* _WHAT TO WORK ON_:
Using the listing below, report each line holding the string "names".

=======

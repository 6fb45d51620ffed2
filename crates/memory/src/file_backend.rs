//! File-based memory backend: persistent JSON-lines storage.
//!
//! Each line is a JSON-encoded `MemoryItem`. Storage location defaults to
//! `~/.strata/memory/memories.jsonl`.

use async_trait::async_trait;
use std::path::{Path, PathBuf};
use std::sync::Arc;
use strata_core::error::MemoryError;
use strata_core::memory::{MemoryBackend, MemoryItem, MemoryTier};
use tokio::sync::RwLock;
use tracing::{debug, warn};

/// A file-backed memory store using JSONL (one JSON object per line).
///
/// Items are loaded into memory on creation and flushed to disk on every
/// mutation (put, delete). This gives fast reads with durable writes.
pub struct FileBackend {
    path: PathBuf,
    items: Arc<RwLock<Vec<MemoryItem>>>,
}

impl FileBackend {
    /// Create a new file-based backend at the given path.
    ///
    /// If the file exists, items are loaded from it.
    /// If the file does not exist, starts empty (file created on first write).
    pub fn new(path: PathBuf) -> Self {
        let items = Self::load_from_disk(&path);
        debug!(path = %path.display(), count = items.len(), "File memory backend loaded");
        Self {
            path,
            items: Arc::new(RwLock::new(items)),
        }
    }

    pub fn path(&self) -> &Path {
        &self.path
    }

    fn load_from_disk(path: &Path) -> Vec<MemoryItem> {
        let content = match std::fs::read_to_string(path) {
            Ok(c) => c,
            Err(_) => return Vec::new(),
        };

        content
            .lines()
            .filter(|line| !line.trim().is_empty())
            .filter_map(|line| match serde_json::from_str::<MemoryItem>(line) {
                Ok(item) => Some(item),
                Err(e) => {
                    warn!(error = %e, "Skipping corrupted memory item");
                    None
                }
            })
            .collect()
    }

    /// Write every item to disk as JSONL.
    async fn flush(&self) -> Result<(), MemoryError> {
        let items = self.items.read().await;

        if let Some(parent) = self.path.parent() {
            tokio::fs::create_dir_all(parent).await.map_err(|e| {
                MemoryError::Storage(format!("Failed to create memory directory: {e}"))
            })?;
        }

        let mut content = String::new();
        for item in items.iter() {
            let line = serde_json::to_string(item).map_err(|e| {
                MemoryError::Storage(format!("Failed to serialize memory item: {e}"))
            })?;
            content.push_str(&line);
            content.push('\n');
        }
        drop(items);

        tokio::fs::write(&self.path, content)
            .await
            .map_err(|e| MemoryError::Storage(format!("Failed to write memory file: {e}")))
    }
}

#[async_trait]
impl MemoryBackend for FileBackend {
    fn name(&self) -> &str {
        "file"
    }

    async fn put(&self, item: MemoryItem) -> Result<(), MemoryError> {
        {
            let mut items = self.items.write().await;
            match items
                .iter_mut()
                .find(|i| i.owner_id == item.owner_id && i.id == item.id)
            {
                Some(existing) => *existing = item,
                None => items.push(item),
            }
        }
        self.flush().await
    }

    async fn get(&self, owner_id: &str, id: &str) -> Result<Option<MemoryItem>, MemoryError> {
        let items = self.items.read().await;
        Ok(items
            .iter()
            .find(|i| i.owner_id == owner_id && i.id == id)
            .cloned())
    }

    async fn list(
        &self,
        owner_id: &str,
        tier: Option<MemoryTier>,
    ) -> Result<Vec<MemoryItem>, MemoryError> {
        let items = self.items.read().await;
        let mut out: Vec<MemoryItem> = items
            .iter()
            .filter(|i| i.owner_id == owner_id && tier.is_none_or(|t| i.tier == t))
            .cloned()
            .collect();
        out.sort_by_key(|i| i.created_at);
        Ok(out)
    }

    async fn delete(&self, owner_id: &str, ids: &[String]) -> Result<usize, MemoryError> {
        let removed = {
            let mut items = self.items.write().await;
            let before = items.len();
            items.retain(|i| !(i.owner_id == owner_id && ids.contains(&i.id)));
            before - items.len()
        };
        if removed > 0 {
            self.flush().await?;
        }
        Ok(removed)
    }

    async fn owners(&self) -> Result<Vec<String>, MemoryError> {
        let items = self.items.read().await;
        let mut owners: Vec<String> = items.iter().map(|i| i.owner_id.clone()).collect();
        owners.sort();
        owners.dedup();
        Ok(owners)
    }
}
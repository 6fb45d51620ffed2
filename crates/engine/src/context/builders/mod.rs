//! Layer builders: one per context section.
//!
//! Every builder is a pure function of its input and its read-only
//! collaborators. Missing optional data never fails a build; the layer comes
//! back `inactive` with an empty payload instead.
//!
//! | Id | Builder | Source |
//! |----|---------|--------|
//! | 1 | [`InstructionsBuilder`] | config |
//! | 2 | [`UserInfoBuilder`] | session profile / preferences |
//! | 3 | [`KnowledgeBuilder`] | attachments + knowledge retriever |
//! | 4 | [`TaskStateBuilder`] | session tasks |
//! | 5 | [`MemoryBuilder`] | tiered memory |
//! | 6 | [`ToolsBuilder`] | tool catalog |
//! | 7 | [`ExamplesBuilder`] | example catalog |
//! | 8 | [`ConversationBuilder`] | session ring buffer |
//! | 9 | [`ConstraintsBuilder`] | config + session rules |
//! | 10 | [`OutputFormatBuilder`] | session preference / query cues |
//! | 11 | [`UserQueryBuilder`] | the query |

pub mod catalog;
pub mod query;
pub mod retrieval;
pub mod session_layers;
pub mod static_layers;

pub use catalog::{Example, ExampleCatalog, ExamplesBuilder, ToolsBuilder};
pub use query::{Complexity, Intent, OutputFormatBuilder, QueryAnalysis, ResponseType, UserQueryBuilder};
pub use retrieval::{KnowledgeBuilder, MemoryBuilder};
pub use session_layers::{ConversationBuilder, TaskStateBuilder, UserInfoBuilder};
pub use static_layers::{ConstraintsBuilder, InstructionsBuilder};

use crate::context::layer::{ContextLayer, LAYER_COUNT, LayerId};
use crate::context::scorer::RelevanceScorer;
use crate::knowledge::KnowledgeRetriever;
use async_trait::async_trait;
use std::sync::Arc;
use strata_core::error::ContextError;
use strata_core::session::{Attachment, Session};
use strata_core::tool::ToolCatalog;
use strata_memory::TieredMemory;

/// Everything a builder may look at for one assembly.
#[derive(Debug, Clone, Copy)]
pub struct BuildInput<'a> {
    pub session: &'a Session,
    pub query: &'a str,
    /// Attachments sent with this turn
    pub attachments: &'a [Attachment],
}

impl<'a> BuildInput<'a> {
    pub fn new(session: &'a Session, query: &'a str, attachments: &'a [Attachment]) -> Self {
        Self {
            session,
            query,
            attachments,
        }
    }

    /// Session attachments followed by this turn's, each id once.
    pub fn all_attachments(&self) -> Vec<&'a Attachment> {
        let mut out: Vec<&Attachment> = Vec::new();
        for a in self.session.attachments.iter().chain(self.attachments) {
            if !out.iter().any(|seen| seen.id == a.id) {
                out.push(a);
            }
        }
        out
    }
}

/// Builds one layer of the context window.
#[async_trait]
pub trait LayerBuilder: Send + Sync {
    /// The layer this builder produces.
    fn layer(&self) -> LayerId;

    /// Whether the build calls out to another service and must be bounded
    /// by the assembler's per-call timeout.
    fn is_external(&self) -> bool {
        false
    }

    async fn build(&self, input: &BuildInput<'_>) -> strata_core::Result<ContextLayer>;
}

/// Read-only collaborators of the standard builders.
pub struct BuilderDeps {
    pub config: strata_config::ContextConfig,
    pub memory: Arc<TieredMemory>,
    pub knowledge: Option<Arc<dyn KnowledgeRetriever>>,
    pub tools: Arc<ToolCatalog>,
    pub examples: Arc<ExampleCatalog>,
}

/// Exactly one builder per layer, held in layer order.
#[derive(Clone)]
pub struct BuilderSet {
    builders: Vec<Arc<dyn LayerBuilder>>,
}

impl BuilderSet {
    /// Accepts builders in any order; each layer must be covered once.
    pub fn new(mut builders: Vec<Arc<dyn LayerBuilder>>) -> Result<Self, ContextError> {
        builders.sort_by_key(|b| b.layer());
        let ids: Vec<LayerId> = builders.iter().map(|b| b.layer()).collect();
        if ids != LayerId::ALL {
            return Err(ContextError::InvariantViolated(format!(
                "expected one builder per layer, got {}",
                ids.iter().map(|id| id.number().to_string()).collect::<Vec<_>>().join(",")
            )));
        }
        Ok(Self { builders })
    }

    /// The eleven standard builders wired to their collaborators.
    pub fn standard(deps: BuilderDeps) -> Self {
        let scorer = RelevanceScorer::from_config(&deps.config);
        let cfg = &deps.config;
        let builders: Vec<Arc<dyn LayerBuilder>> = vec![
            Arc::new(InstructionsBuilder::new(
                cfg.instructions.clone(),
                cfg.guidelines.clone(),
                scorer.clone(),
            )),
            Arc::new(UserInfoBuilder::new(scorer.clone())),
            Arc::new(KnowledgeBuilder::new(deps.knowledge.clone(), cfg, scorer.clone())),
            Arc::new(TaskStateBuilder::new(scorer.clone())),
            Arc::new(MemoryBuilder::new(
                deps.memory.clone(),
                cfg.retrieval_limit,
                scorer.clone(),
            )),
            Arc::new(ToolsBuilder::new(deps.tools.clone(), scorer.clone())),
            Arc::new(ExamplesBuilder::new(deps.examples.clone(), scorer.clone())),
            Arc::new(ConversationBuilder::new(scorer.clone())),
            Arc::new(ConstraintsBuilder::new(cfg.default_constraints.clone(), scorer.clone())),
            Arc::new(OutputFormatBuilder::new(scorer.clone())),
            Arc::new(UserQueryBuilder::new(scorer)),
        ];
        debug_assert_eq!(builders.len(), LAYER_COUNT);
        Self { builders }
    }

    /// Swap in a different builder for its layer.
    pub fn replace(&mut self, builder: Arc<dyn LayerBuilder>) {
        let idx = usize::from(builder.layer().number()) - 1;
        self.builders[idx] = builder;
    }

    pub fn get(&self, id: LayerId) -> &Arc<dyn LayerBuilder> {
        &self.builders[usize::from(id.number()) - 1]
    }

    pub fn iter(&self) -> impl Iterator<Item = &Arc<dyn LayerBuilder>> {
        self.builders.iter()
    }
}

#[cfg(test)]
mod tests {
    use super::*;
    use strata_memory::{InMemoryBackend, TierSettings};
    use strata_providers::HashingEmbedder;

    fn deps() -> BuilderDeps {
        BuilderDeps {
            config: strata_config::ContextConfig::default(),
            memory: Arc::new(TieredMemory::new(
                Arc::new(InMemoryBackend::new()),
                Arc::new(HashingEmbedder::new()),
                TierSettings::default(),
            )),
            knowledge: None,
            tools: Arc::new(ToolCatalog::builtin()),
            examples: Arc::new(ExampleCatalog::builtin()),
        }
    }

    #[test]
    fn standard_set_covers_every_layer_in_order() {
        let set = BuilderSet::standard(deps());
        let ids: Vec<LayerId> = set.iter().map(|b| b.layer()).collect();
        assert_eq!(ids, LayerId::ALL);
        assert!(set.get(LayerId::Knowledge).is_external());
        assert!(set.get(LayerId::Memory).is_external());
        assert!(!set.get(LayerId::Tools).is_external());
    }

    #[test]
    fn new_rejects_gaps_and_duplicates() {
        let set = BuilderSet::standard(deps());
        let mut builders: Vec<Arc<dyn LayerBuilder>> = set.iter().cloned().collect();
        builders.reverse();
        assert!(BuilderSet::new(builders.clone()).is_ok());

        builders.pop();
        assert!(BuilderSet::new(builders.clone()).is_err());

        builders.push(set.get(LayerId::Tools).clone());
        assert!(BuilderSet::new(builders).is_err());
    }

    #[test]
    fn attachments_dedupe_by_id() {
        let mut session = Session::new("u", "s");
        let a = Attachment::new("a.txt", "alpha");
        session.attachments.push(a.clone());
        let turn = vec![a, Attachment::new("b.txt", "beta")];
        let input = BuildInput::new(&session, "q", &turn);
        let names: Vec<&str> = input.all_attachments().iter().map(|a| a.name.as_str()).collect();
        assert_eq!(names, vec!["a.txt", "b.txt"]);
    }
}
//! Token estimation utilities.
//!
//! Uses a character-based heuristic: ~4 characters per token, rounded up.
//! Every crate counts with this one estimator so budgets, layer sizes and
//! compression reports agree with each other.

/// Estimate the token count for a string: `ceil(chars / 4)`.
pub fn estimate_tokens(text: &str) -> usize {
    text.chars().count().div_ceil(4)
}

/// Cut `text` so it estimates to at most `max_tokens`, ending with `...`
/// when anything was removed. Cuts on a char boundary.
pub fn truncate_to_tokens(text: &str, max_tokens: usize) -> String {
    if estimate_tokens(text) <= max_tokens {
        return text.to_string();
    }
    let max_chars = max_tokens * 4;
    if max_chars <= 3 {
        return text.chars().take(max_chars).collect();
    }
    let mut out: String = text.chars().take(max_chars - 3).collect();
    out.push_str("...");
    out
}
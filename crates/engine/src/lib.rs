//! The Strata context engine.
//!
//! Every turn runs the same pipeline:
//!
//! 1. **Assemble** an eleven-layer context window for the query, building the
//!    layers concurrently and compressing to the token budget
//! 2. **Generate** a reply through the provider chosen for the model
//! 3. **Commit** the turn: session ring buffer, tiered memory, layer snapshots
//!
//! [`ContextEngine`] wraps the pipeline behind per-session locks; the pieces
//! are usable on their own for hosts that drive the steps themselves.

pub mod context;
pub mod engine;
pub mod gateway;
pub mod knowledge;
pub mod snapshot;
pub mod state_updater;

pub use context::{
    BudgetCompressor, BuilderDeps, BuilderSet, CompressionReport, ContextAssembler, ContextLayer,
    ContextWindow, LayerBuilder, LayerData, LayerId, LayerStatus, RelevanceScorer,
};
pub use engine::{ContextEngine, TurnResult};
pub use gateway::{GenerationGateway, GenerationOptions, GenerationResult};
pub use knowledge::{InMemoryKnowledgeBase, KnowledgeChunk, KnowledgeRetriever};
pub use snapshot::{InMemorySnapshotStore, LayerSnapshot, SnapshotStore};
pub use state_updater::{CommitOutcome, StateUpdater};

=======

* _OUTPUT FOR THIS EXERCISE_:
        let names: Vec<&str> = input.all_attachments().iter().map(|a| a.name.as_str()).collect();
        assert_eq!(names, vec!["a.txt", "b.txt"]);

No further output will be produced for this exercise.